Developing countries have less of a hassle with implementing something based on state of the art.
Lots of hassles with getting new phone lines, new power lines et al in the UK based on old agreements and a nationalised infrastructure. Please stop digging up roads and everything for arbitrary telecoms companies based on some deregulation, some collaboration please :-)
It's true you don't want a telecom worker laying a gas pipe, however you can coordinate this stuff if you want to. Typically the deepest utility works first then backfills just to the level of the next utility and so forth. However timing is critical, the second utility must be ready to work as soon as the first is done and so on.

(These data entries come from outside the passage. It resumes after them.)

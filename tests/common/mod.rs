#![allow(dead_code)]

use std::collections::{HashMap, HashSet};
use std::sync::Arc;

use anyhow::{anyhow, Result};
use async_trait::async_trait;
use tokio::sync::{mpsc, Mutex, RwLock};
use tokio::time::{timeout, Duration};

use overlay_dht::rpc::IncomingMessage;
use overlay_dht::{DhtConfig, DhtNetwork, DhtNode, NodeConfig, OverlayNode, PeerDescriptor, PeerId};

/// In-memory [`DhtNetwork`] that calls straight into registered nodes.
#[derive(Clone)]
pub struct TestNetwork {
    registry: Arc<NetworkRegistry>,
    local: PeerDescriptor,
    failures: Arc<Mutex<HashSet<PeerId>>>,
    lookups: Arc<Mutex<Vec<PeerId>>>,
    pings: Arc<Mutex<Vec<PeerId>>>,
}

impl TestNetwork {
    pub fn new(registry: Arc<NetworkRegistry>, local: PeerDescriptor) -> Self {
        Self {
            registry,
            local,
            failures: Arc::new(Mutex::new(HashSet::new())),
            lookups: Arc::new(Mutex::new(Vec::new())),
            pings: Arc::new(Mutex::new(Vec::new())),
        }
    }

    pub async fn set_failure(&self, peer: PeerId, fail: bool) {
        let mut failures = self.failures.lock().await;
        if fail {
            failures.insert(peer);
        } else {
            failures.remove(&peer);
        }
    }

    pub async fn lookup_calls(&self) -> Vec<PeerId> {
        self.lookups.lock().await.clone()
    }

    pub async fn ping_calls(&self) -> Vec<PeerId> {
        self.pings.lock().await.clone()
    }

    async fn should_fail(&self, peer: &PeerId) -> bool {
        self.failures.lock().await.contains(peer)
    }
}

#[derive(Default)]
pub struct NetworkRegistry {
    peers: RwLock<HashMap<PeerId, Arc<DhtNode<TestNetwork>>>>,
}

impl NetworkRegistry {
    pub async fn register(&self, node: Arc<DhtNode<TestNetwork>>) {
        self.peers.write().await.insert(node.peer_id(), node);
    }

    pub async fn get(&self, id: &PeerId) -> Option<Arc<DhtNode<TestNetwork>>> {
        self.peers.read().await.get(id).cloned()
    }
}

#[async_trait]
impl DhtNetwork for TestNetwork {
    async fn get_closest_peers(&self, to: &PeerDescriptor, target: PeerId) -> Result<Vec<PeerDescriptor>> {
        self.lookups.lock().await.push(to.peer_id);
        if self.should_fail(&to.peer_id).await {
            return Err(anyhow!("injected network failure"));
        }
        match self.registry.get(&to.peer_id).await {
            Some(peer) => Ok(peer.handle_get_closest_peers(&self.local, target).await),
            None => Err(anyhow!("peer not reachable")),
        }
    }

    async fn ping(&self, to: &PeerDescriptor) -> Result<()> {
        self.pings.lock().await.push(to.peer_id);
        if self.should_fail(&to.peer_id).await {
            return Err(anyhow!("injected network failure"));
        }
        match self.registry.get(&to.peer_id).await {
            Some(peer) => {
                peer.handle_ping(&self.local, "ping".to_string()).await;
                Ok(())
            }
            None => Err(anyhow!("peer not reachable")),
        }
    }
}

pub struct TestNode {
    pub node: Arc<DhtNode<TestNetwork>>,
    pub network: TestNetwork,
}

impl TestNode {
    pub async fn new(registry: Arc<NetworkRegistry>, index: u32, k: usize, alpha: usize) -> Self {
        let descriptor = make_descriptor(index);
        let network = TestNetwork::new(registry.clone(), descriptor.clone());
        let config = DhtConfig {
            k,
            alpha,
            neighbor_list_size: k,
        };
        let node = Arc::new(DhtNode::new(descriptor, network.clone(), config));
        registry.register(node.clone()).await;
        Self { node, network }
    }

    pub fn descriptor(&self) -> PeerDescriptor {
        self.node.local_descriptor().clone()
    }
}

pub fn make_peer_id(index: u32) -> PeerId {
    let mut id = [0u8; 32];
    id[..4].copy_from_slice(&index.to_be_bytes());
    PeerId::from_bytes(id)
}

pub fn make_descriptor(index: u32) -> PeerDescriptor {
    PeerDescriptor::new(make_peer_id(index))
}

// ============================================================================
// Socket-level helpers
// ============================================================================

/// Start an overlay node on loopback. `port: None` runs without a WebSocket
/// server, which makes the node unreachable for direct dials.
pub async fn start_node(
    name: &str,
    port: Option<u16>,
    entry_point: Option<&PeerDescriptor>,
) -> Arc<OverlayNode> {
    let mut config = NodeConfig::default();
    config.peer_name = Some(name.to_string());
    config.connections.websocket_port = port;
    config.connections.connect_timeout = Duration::from_secs(5);
    config.connections.webrtc.include_loopback_candidates = true;
    config.connections.webrtc.connecting_timeout = Duration::from_secs(15);
    config.rpc_timeout = Duration::from_secs(5);
    if let Some(entry) = entry_point {
        config.connections.entry_points = vec![entry.clone()];
    }
    OverlayNode::start(config).await.expect("node starts")
}

pub async fn recv_within(
    inbox: &mut mpsc::UnboundedReceiver<IncomingMessage>,
    limit: Duration,
) -> IncomingMessage {
    timeout(limit, inbox.recv())
        .await
        .expect("message arrives in time")
        .expect("inbox open")
}

/// Poll `check` until it holds or `limit` elapses.
pub async fn eventually<F, Fut>(limit: Duration, mut check: F) -> bool
where
    F: FnMut() -> Fut,
    Fut: std::future::Future<Output = bool>,
{
    let deadline = tokio::time::Instant::now() + limit;
    loop {
        if check().await {
            return true;
        }
        if tokio::time::Instant::now() >= deadline {
            return false;
        }
        tokio::time::sleep(Duration::from_millis(25)).await;
    }
}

The biggest reasons they don't is mostly (in this order)
-They can't time their work to be at the same time as 3 other utilities.

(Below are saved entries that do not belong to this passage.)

//! Distance-ordered contact list used as a lookup shortlist and as the
//! long-lived neighbor list.

use std::cmp::Ordering;
use std::collections::HashMap;

use crate::identity::{distance_cmp, xor_distance, PeerDescriptor, PeerId};

/// Anything the list can key by peer id.
pub trait HasPeerId {
    fn peer_id(&self) -> PeerId;
}

impl HasPeerId for PeerDescriptor {
    fn peer_id(&self) -> PeerId {
        self.peer_id
    }
}

#[derive(Clone, Debug)]
struct ContactState<C> {
    contact: C,
    contacted: bool,
    active: bool,
}

/// Contacts ordered by ascending XOR distance to an owner id.
///
/// The owner id is never stored. When a `max_size` is set the list keeps only
/// the closest entries: inserting into a full list evicts the farthest entry,
/// or drops the newcomer when it is the farthest. Operations naming an unknown
/// id are no-ops.
#[derive(Clone, Debug)]
pub struct SortedContactList<C> {
    owner: PeerId,
    max_size: Option<usize>,
    contacts: HashMap<PeerId, ContactState<C>>,
    /// Ids sorted by ascending distance to `owner`.
    ids: Vec<PeerId>,
}

impl<C: HasPeerId + Clone> SortedContactList<C> {
    pub fn new(owner: PeerId, max_size: Option<usize>) -> Self {
        Self {
            owner,
            max_size,
            contacts: HashMap::new(),
            ids: Vec::new(),
        }
    }

    pub fn owner(&self) -> PeerId {
        self.owner
    }

    /// Insert a contact; returns whether the list changed.
    pub fn add_contact(&mut self, contact: C) -> bool {
        let id = contact.peer_id();
        if id == self.owner || self.contacts.contains_key(&id) {
            return false;
        }
        if self.max_size == Some(0) {
            return false;
        }

        let pos = self
            .ids
            .binary_search_by(|probe| self.compare_ids(probe, &id))
            .unwrap_or_else(|pos| pos);

        if let Some(max) = self.max_size {
            if self.ids.len() >= max {
                if pos >= self.ids.len() {
                    return false;
                }
                if let Some(farthest) = self.ids.pop() {
                    self.contacts.remove(&farthest);
                }
            }
        }

        self.ids.insert(pos, id);
        self.contacts.insert(
            id,
            ContactState {
                contact,
                contacted: false,
                active: false,
            },
        );
        true
    }

    pub fn add_contacts(&mut self, contacts: impl IntoIterator<Item = C>) {
        for contact in contacts {
            self.add_contact(contact);
        }
    }

    pub fn get_contact(&self, id: &PeerId) -> Option<&C> {
        self.contacts.get(id).map(|state| &state.contact)
    }

    pub fn set_contacted(&mut self, id: &PeerId) {
        if let Some(state) = self.contacts.get_mut(id) {
            state.contacted = true;
        }
    }

    pub fn set_active(&mut self, id: &PeerId) {
        if let Some(state) = self.contacts.get_mut(id) {
            state.active = true;
        }
    }

    pub fn is_contacted(&self, id: &PeerId) -> bool {
        self.contacts.get(id).is_some_and(|state| state.contacted)
    }

    pub fn is_active(&self, id: &PeerId) -> bool {
        self.contacts.get(id).is_some_and(|state| state.active)
    }

    /// Up to `limit` contacts not yet contacted, closest first.
    pub fn get_uncontacted_contacts(&self, limit: usize) -> Vec<C> {
        self.ids
            .iter()
            .filter_map(|id| self.contacts.get(id))
            .filter(|state| !state.contacted)
            .take(limit)
            .map(|state| state.contact.clone())
            .collect()
    }

    pub fn get_active_contacts(&self) -> Vec<C> {
        self.ids
            .iter()
            .filter_map(|id| self.contacts.get(id))
            .filter(|state| state.active)
            .map(|state| state.contact.clone())
            .collect()
    }

    pub fn active_count(&self) -> usize {
        self.contacts.values().filter(|state| state.active).count()
    }

    /// All contacts, closest first.
    pub fn get_all_contacts(&self) -> Vec<C> {
        self.ids
            .iter()
            .filter_map(|id| self.contacts.get(id))
            .map(|state| state.contact.clone())
            .collect()
    }

    pub fn get_contact_ids(&self) -> &[PeerId] {
        &self.ids
    }

    pub fn get_closest_contact_id(&self) -> Option<PeerId> {
        self.ids.first().copied()
    }

    /// Order two ids by their XOR distance to the owner.
    pub fn compare_ids(&self, a: &PeerId, b: &PeerId) -> Ordering {
        distance_cmp(&xor_distance(&self.owner, a), &xor_distance(&self.owner, b))
    }

    pub fn remove_contact(&mut self, id: &PeerId) -> bool {
        if self.contacts.remove(id).is_none() {
            return false;
        }
        self.ids.retain(|existing| existing != id);
        true
    }

    pub fn len(&self) -> usize {
        self.ids.len()
    }

    pub fn is_empty(&self) -> bool {
        self.ids.is_empty()
    }
}

#[cfg(test)]
mod tests {
    use super::*;
    use crate::identity::PEER_ID_LEN;

    fn id(value: u8) -> PeerId {
        let mut bytes = [0u8; PEER_ID_LEN];
        bytes[PEER_ID_LEN - 1] = value;
        PeerId::from_bytes(bytes)
    }

    fn descriptor(value: u8) -> PeerDescriptor {
        PeerDescriptor::new(id(value))
    }

    #[test]
    fn compares_ids_by_distance_to_owner() {
        let list: SortedContactList<PeerDescriptor> = SortedContactList::new(id(0), None);
        assert_eq!(list.compare_ids(&id(0), &id(1)), Ordering::Less);
        assert_eq!(list.compare_ids(&id(1), &id(4)), Ordering::Less);
        assert_eq!(list.compare_ids(&id(4), &id(1)), Ordering::Greater);
        assert_eq!(list.compare_ids(&id(3), &id(3)), Ordering::Equal);
    }

    #[test]
    fn keeps_contacts_sorted_and_skips_owner() {
        let mut list = SortedContactList::new(id(0), None);
        for value in [3, 1, 0, 4, 2, 1] {
            list.add_contact(descriptor(value));
        }
        assert_eq!(list.get_contact_ids(), &[id(1), id(2), id(3), id(4)]);
        assert_eq!(list.get_closest_contact_id(), Some(id(1)));
        assert!(list.get_contact(&id(0)).is_none(), "owner must never be stored");
    }

    #[test]
    fn bounded_list_evicts_farthest() {
        let mut list = SortedContactList::new(id(0), Some(3));
        for value in [4, 3, 2, 1] {
            list.add_contact(descriptor(value));
        }
        assert_eq!(list.len(), 3);
        assert_eq!(list.get_contact_ids(), &[id(1), id(2), id(3)]);

        assert!(!list.add_contact(descriptor(9)), "a farther newcomer is dropped");
        assert_eq!(list.get_contact_ids(), &[id(1), id(2), id(3)]);
    }

    #[test]
    fn uncontacted_and_active_flags() {
        let mut list = SortedContactList::new(id(0), None);
        list.add_contacts([1, 2, 3, 4].map(descriptor));
        list.set_contacted(&id(1));
        list.set_contacted(&id(3));
        list.set_active(&id(3));
        list.set_active(&id(77));

        let uncontacted: Vec<PeerId> = list
            .get_uncontacted_contacts(5)
            .iter()
            .map(|c| c.peer_id)
            .collect();
        assert_eq!(uncontacted, vec![id(2), id(4)]);
        assert_eq!(list.get_uncontacted_contacts(1).len(), 1);
        assert_eq!(list.active_count(), 1);
        assert!(list.is_active(&id(3)));
        assert!(!list.is_active(&id(1)));
    }

    #[test]
    fn remove_contact_reports_presence() {
        let mut list = SortedContactList::new(id(0), None);
        list.add_contacts([1, 2].map(descriptor));
        assert!(list.remove_contact(&id(1)));
        assert!(!list.remove_contact(&id(1)));
        assert!(!list.remove_contact(&id(42)));
        assert_eq!(list.get_contact_ids(), &[id(2)]);
    }
}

-They can't work out cost and liability sharing, if the last utility to work does the reinstatement and takes liability for it then the telecom company will always pay while electric typically won't pay anything as it's in the middle. The legal demarcation between utilities is also much less clearly defined.
-Contractors typically do all work, not actual utilities and it's in their best interests to dig the road up five times (one for each utility) rather than just once. The same goes for everyone else who gets paid when the road is opened; including, often, the local government (for permits).
The words "Diamond Cable" still fill me with dread to this day. They dug up half our village to then offer no service.
There's a great video from Connections Museum (mentioned further up the thread) where they're going through the operation of, I want to say, one of those crossbar switches? And they start using terminology like "routing table", "longest-prefix matching", and "default route", which all sounds well and good, until you realize they're talking about systems that existed decades before the Internet or even ARPANET, all electromechanical... Dope stuff. Cool to see how things rhyme even as they change.
It's really surprising to me how little uptake 2600 ultimately ended up having.
"Strowger, an undertaker, was motivated to invent an automatic telephone exchange after becoming convinced that the manual telephone exchange operators were deliberately interfering with his calls, leading to loss of business."
I wonder if the phone company was actually out to get him!